You can do join _operations_,
I would appreciate further clarification for the distinction which you present here.
but you aren't doing them on tables
(unless you did extra work to represent the tables hierarchically)
Some “tables” can be transformed into XQuery sequences, can't they?
and there's absolutely no need for the keywords because the existing more general mechanisms work fine.
I see further development challenges in this area for the safe and convenient application of join conditions (or constraints).
I guess that you prefer to refer to them as “predicates within steps” so far (according to path expressions). https://www.w3.org/TR/xquery-31/#id-predicate
Use your functions to create maps where the keys come from that id element's string value.
Customised data structures can be created together with XQuery maps and arrays.

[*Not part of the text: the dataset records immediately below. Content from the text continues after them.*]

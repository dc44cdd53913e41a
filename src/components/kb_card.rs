//! ナレッジベースカードコンポーネント
//!
//! フォルダのタイル表示。centralなカードだけ操作メニューを持つ

use leptos::*;
use wasm_bindgen::JsCast;

use crate::components::tooltip::{Tooltip, TooltipPosition};
use crate::models::Visibility;
use crate::utils::hash_id;
use crate::utils::listeners::DomListener;
use crate::utils::log_trace::log_info;

/// 右下に出す共有インジケータ
#[derive(Debug, Clone, Copy, PartialEq, Eq)]
pub enum ShareBadge {
    /// 自分が共有している（👤）
    YouShare,
    /// 他人から共有されている（👥）
    OthersShare,
    /// システム配布フォルダ（📢）
    System,
}

/// IDの安定ハッシュからバッジを決める
///
/// 余り0で「自分が共有」、1で「共有されている」、2・3はバッジなし。
/// `system` タグ付きはハッシュに関係なく常にメガホン
pub fn share_badge(id: &str, role_tags: &[String]) -> Option<ShareBadge> {
    if role_tags.iter().any(|t| t.eq_ignore_ascii_case("system")) {
        return Some(ShareBadge::System);
    }
    match hash_id(id) % 4 {
        0 => Some(ShareBadge::YouShare),
        1 => Some(ShareBadge::OthersShare),
        _ => None,
    }
}

/// 右下の共有インジケータと紛らわしいので、👥はフォルダ絵文字に差し替える
pub fn display_emoji(emoji: &str) -> &str {
    if emoji == "👥" {
        "📁"
    } else {
        emoji
    }
}

/// ナレッジベースカード
///
/// central変種はPermissions/Edit/Deleteのメニューを持ち、
/// メニュー外のmousedownで閉じる。それ以外は無効風のボタンのみ
#[component]
pub fn KnowledgeBaseCard(
    id: String,
    title: String,
    emoji: String,
    visibility: Visibility,
    #[prop(optional)] is_central: bool,
    #[prop(optional)] role_tags: Vec<String>,
    #[prop(optional, into)] on_click: Option<Callback<()>>,
    #[prop(optional, into)] on_edit: Option<Callback<String>>,
    #[prop(optional, into)] on_delete: Option<Callback<String>>,
    #[prop(optional, into)] on_permissions: Option<Callback<String>>,
) -> impl IntoView {
    let card_class = match visibility {
        Visibility::Public => "kb-card",
        Visibility::Private => "kb-card kb-card-private",
    };
    let badge = share_badge(&id, &role_tags);
    let shown_emoji = display_emoji(&emoji).to_string();
    let card_id = store_value(id);

    let (menu_open, set_menu_open) = create_signal(false);
    let menu_ref = create_node_ref::<html::Div>();

    // メニュー表示中だけdocumentのmousedownを購読して外側クリックで閉じる
    let outside_click = store_value(None::<DomListener>);
    create_effect(move |_| {
        if menu_open.get() {
            let listener = DomListener::document("mousedown", move |ev| {
                let Some(anchor) = menu_ref.get_untracked() else {
                    return;
                };
                let target = ev.target().and_then(|t| t.dyn_into::<web_sys::Node>().ok());
                if !anchor.contains(target.as_ref()) {
                    set_menu_open.set(false);
                }
            });
            outside_click.set_value(listener);
        } else {
            outside_click.set_value(None);
        }
    });
    on_cleanup(move || outside_click.set_value(None));

    let handle_more = move |ev: web_sys::MouseEvent| {
        ev.stop_propagation();
        set_menu_open.update(|open| *open = !*open);
    };
    let handle_permissions = move |ev: web_sys::MouseEvent| {
        ev.stop_propagation();
        set_menu_open.set(false);
        log_info("ui-action", "card menu: permissions");
        if let Some(cb) = on_permissions {
            cb.call(card_id.get_value());
        }
    };
    let handle_edit = move |ev: web_sys::MouseEvent| {
        ev.stop_propagation();
        set_menu_open.set(false);
        log_info("ui-action", "card menu: edit");
        if let Some(cb) = on_edit {
            cb.call(card_id.get_value());
        }
    };
    let handle_delete = move |ev: web_sys::MouseEvent| {
        ev.stop_propagation();
        set_menu_open.set(false);
        log_info("ui-action", "card menu: delete");
        if let Some(cb) = on_delete {
            cb.call(card_id.get_value());
        }
    };
    let handle_card_click = move |_| {
        if let Some(cb) = on_click {
            cb.call(());
        }
    };

    view! {
        <div class=card_class on:click=handle_card_click>
            <div class="kb-card-header">
                <div class="kb-card-emoji">{shown_emoji}</div>
                {if is_central {
                    view! {
                        <div class="card-menu-anchor" node_ref=menu_ref>
                            <button class="more-btn" on:click=handle_more>"⋯"</button>
                            {move || menu_open.get().then(|| view! {
                                <div class="card-menu">
                                    <button class="menu-item" on:click=handle_permissions>
                                        <span class="menu-icon">"👥"</span>
                                        <span class="menu-label">"Permissions"</span>
                                    </button>
                                    <button class="menu-item" on:click=handle_edit>
                                        <span class="menu-icon">"✏️"</span>
                                        <span class="menu-label">"Edit"</span>
                                    </button>
                                    <button class="menu-item menu-item-danger" on:click=handle_delete>
                                        <span class="menu-icon">"🗑"</span>
                                        <span class="menu-label">"Delete"</span>
                                    </button>
                                </div>
                            })}
                        </div>
                    }.into_view()
                } else {
                    view! {
                        <button class="more-btn disabled" disabled=true>"⋯"</button>
                    }.into_view()
                }}
            </div>

            <h3 class="kb-card-title">{title}</h3>

            // 右下のインジケータ: システム📢 または共有バッジ👤/👥
            <div class="kb-card-indicators">
                {match badge {
                    Some(ShareBadge::System) => view! {
                        <Tooltip text="Marketplace share this folder with you".to_string() position=TooltipPosition::Top>
                            <span class="share-indicator">"📢"</span>
                        </Tooltip>
                    }.into_view(),
                    Some(ShareBadge::YouShare) => view! {
                        <Tooltip text="You share this folder to others.".to_string() position=TooltipPosition::Top>
                            <span class="share-indicator">"👤"</span>
                        </Tooltip>
                    }.into_view(),
                    Some(ShareBadge::OthersShare) => view! {
                        <Tooltip text="Others share this folder with you.".to_string() position=TooltipPosition::Top>
                            <span class="share-indicator">"👥"</span>
                        </Tooltip>
                    }.into_view(),
                    None => ().into_view(),
                }}
            </div>
        </div>
    }
}

#[cfg(test)]
mod tests {
    use super::*;

    #[test]
    fn test_share_badge_is_deterministic() {
        for id in ["kb-product", "kb-design", "kb-people", ""] {
            assert_eq!(share_badge(id, &[]), share_badge(id, &[]));
        }
    }

    #[test]
    fn test_badge_follows_hash_remainder() {
        // "d"=100→余り0、"a"=97→余り1、"b"=98と"c"=99→なし
        assert_eq!(share_badge("d", &[]), Some(ShareBadge::YouShare));
        assert_eq!(share_badge("a", &[]), Some(ShareBadge::OthersShare));
        assert_eq!(share_badge("b", &[]), None);
        assert_eq!(share_badge("c", &[]), None);
    }

    #[test]
    fn test_system_tag_always_shows_megaphone() {
        let tags = vec!["System".to_string()];
        for id in ["a", "b", "c", "d", "kb-announcements"] {
            assert_eq!(share_badge(id, &tags), Some(ShareBadge::System));
        }
    }

    #[test]
    fn test_group_emoji_is_substituted() {
        assert_eq!(display_emoji("👥"), "📁");
        assert_eq!(display_emoji("📘"), "📘");
    }
}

But I find that a join operation would be needed before based on available identification data.
(: bind to the sequence of id values :) for $id in $interesting_stuff1 return (: run the function per-id :) my_fun:do_something($id,$interesting_stuff2($id),$interesting_stuff3($id))
You could decide to skip the for clause and use
return $interesting_stuff1 ! my_fun:do_something(.,$interesting_stuff2(.),$interesting_stuff3(.))
instead.
How do you think about to work without an extra identification sequence variable?
Will any further comparisons evolve for the provided functionality?
Don't think so. I find the trick with XQuery is to not fight with it about being some other language.
Internalizing the sequence concept takes work; …
Would you like to extend programming interfaces for the management of relationships with various entities?